DESIGN AND IMPLEMENTATION OF REAL-TIME LOG ANALYSIS SYSTEM OF MAP WORLD PLATFORM
Keywords: Real-time, Log analysis, World Map
Abstract. In the big data era, real-time log data analysis is becoming the important demands for Internet enterprises, behind these data hiding big value. Map Word, the National Platform for Common GeoSpatial Information Services in China, is a one-stop website providing geospatial information services to personal users, enterprises, professional agencies and governments. After 7 years’ development of the platform, the traffic increased significantly, reaching 200 million service requests per day. But due to the lack of effective analysis and processing technology, the log data did not play its value, which lead to disconnection between the top-level design of national common geospatial information services and the actual demands of the users in a way. Now, the geospatial information service in China is trying to shift from the data production driven to the demand driven actively, and how to understand the demands of users became one imperious issue for research. In addition, the access behaviour of group users to common geospatial information services has a social nature and there is a certain group access behaviour pattern. This mode has high intensity of access aggregation and spontaneity, and determines the demand of common geospatial information services for cloud computing resources. Parts of the above demands can be analysed from the log data. Therefore, how to develop a log analysis system for unified real-time collection, real-time analysis, centralized storage, and graphical display is the key to support the demands. Flume, Kafka, Storm, Redis and HBase have been integrated to design and implement a distributed real-time log analysis system supporting online and offline log analysis.
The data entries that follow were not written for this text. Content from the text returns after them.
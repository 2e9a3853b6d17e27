//! Reactive data layer between `fleetdeck-api` and UI consumers (CLI / TUI).
//!
//! This crate owns the business logic, domain model, and dispatch
//! infrastructure for the fleetdeck workspace:
//!
//! - **[`Controller`]** — Central facade managing the full lifecycle:
//!   [`connect()`](Controller::connect) performs the initial inventory
//!   fetch, then spawns the poller and command processor.
//!   [`Controller::oneshot()`](Controller::oneshot) provides a lightweight
//!   fire-and-forget mode for single CLI invocations.
//!
//! - **The two-phase power protocol** — [`Controller::begin_power`] issues
//!   the optimistic unauthenticated attempt; a 401 surfaces as
//!   [`PowerProgress::Challenge`], the operator's credential replays via
//!   [`Controller::resume_power`]. Pending actions carry a generation
//!   token so a superseded action's late response is dropped, never
//!   misattributed.
//!
//! - **[`MachineStore`]** — Reactive storage (`DashMap` + `tokio::sync::watch`)
//!   replaced wholesale on every successful poll; subscribers receive
//!   ordered snapshots through [`EntityStream`].
//!
//! - **[`view`]** — Pure projection from the machine snapshot to cards and
//!   aggregate counters, shared by both rendering surfaces.
//!
//! - **Domain model** ([`model`]) — `Machine`, `MacAddress`, `PowerOp`,
//!   `ConnectMethod`, `MachineKind`.

pub mod command;
pub mod config;
pub mod connect;
pub mod controller;
pub mod convert;
pub mod error;
pub mod model;
pub mod store;
pub mod stream;
pub mod view;

// ── Primary re-exports ──────────────────────────────────────────────
pub use command::{AddMachineRequest, Command, CommandResult};
pub use config::ControllerConfig;
pub use connect::{ConnectTarget, connect_target};
pub use controller::{ConnectionState, Controller, PendingPower, PowerProgress};
pub use error::CoreError;
pub use store::MachineStore;
pub use stream::EntityStream;
pub use view::{CardAction, FleetSummary, FleetView, MachineCard, project_fleet};

// Re-export model types at the crate root for ergonomics.
pub use model::{ConnectMethod, MacAddress, Machine, MachineKind, PowerOp, RUNNING_STATUS};
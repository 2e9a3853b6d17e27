// ── Wire → domain conversion ──
//
// `fleetdeck-api` hands over records with the backend's raw field names;
// everything downstream works with the canonical `Machine` type.

use fleetdeck_api::MachineRecord;

use crate::model::{ConnectMethod, MacAddress, Machine, MachineKind};

impl From<MachineRecord> for Machine {
    fn from(record: MachineRecord) -> Self {
        // The backend uses "-" as its own unknown-address placeholder;
        // normalize that to absence so the view layer owns presentation.
        let host_address = record
            .host_ip
            .filter(|ip| !ip.is_empty() && ip != "-" && ip != "null");

        Self {
            identity: MacAddress::new(&record.mac),
            display_name: record.vm_name,
            host_address,
            login_user: record.user,
            connect_method: ConnectMethod::from_wire(&record.method),
            status: record.status,
            kind: MachineKind::from_wire(record.kind.as_deref()),
            last_updated: record.last_updated,
        }
    }
}

#[cfg(test)]
#[allow(clippy::unwrap_used)]
mod tests {
    use super::*;

    fn record() -> MachineRecord {
        serde_json::from_value(serde_json::json!({
            "vm_name": "nas",
            "mac": "AA:BB:CC:DD:EE:FF",
            "host_ip": "10.0.0.5",
            "user": "admin",
            "method": "SSH",
            "status": "稼働中",
            "type": "physical"
        }))
        .unwrap()
    }

    #[test]
    fn converts_full_record() {
        let machine = Machine::from(record());
        assert_eq!(machine.identity.as_str(), "aa:bb:cc:dd:ee:ff");
        assert_eq!(machine.display_name, "nas");
        assert_eq!(machine.host_address.as_deref(), Some("10.0.0.5"));
        assert_eq!(machine.connect_method, ConnectMethod::Ssh);
        assert_eq!(machine.kind, MachineKind::Physical);
        assert!(machine.is_running());
    }

    #[test]
    fn placeholder_addresses_become_absent() {
        for placeholder in ["-", "null", ""] {
            let mut raw = record();
            raw.host_ip = Some(placeholder.into());
            let machine = Machine::from(raw);
            assert_eq!(machine.host_address, None, "for {placeholder:?}");
        }
    }
}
The system is composed of log collection module, asynchronous communication module, real time analysis and calculation module, data cashing and storage module, and visualization module. The system was release and integrated with Map World in June 2017 successfully, and the implementation of the system indicates that it can efficiently solve the problems of real-time log data collection, real-time analysis, real-time storage, real-time query, massive data storage, offline analysis, etc. It played an important role in map data update, policy making, product decisions, online server load prediction, resource allocation optimization, Internet security improvement and operation funs evaluation.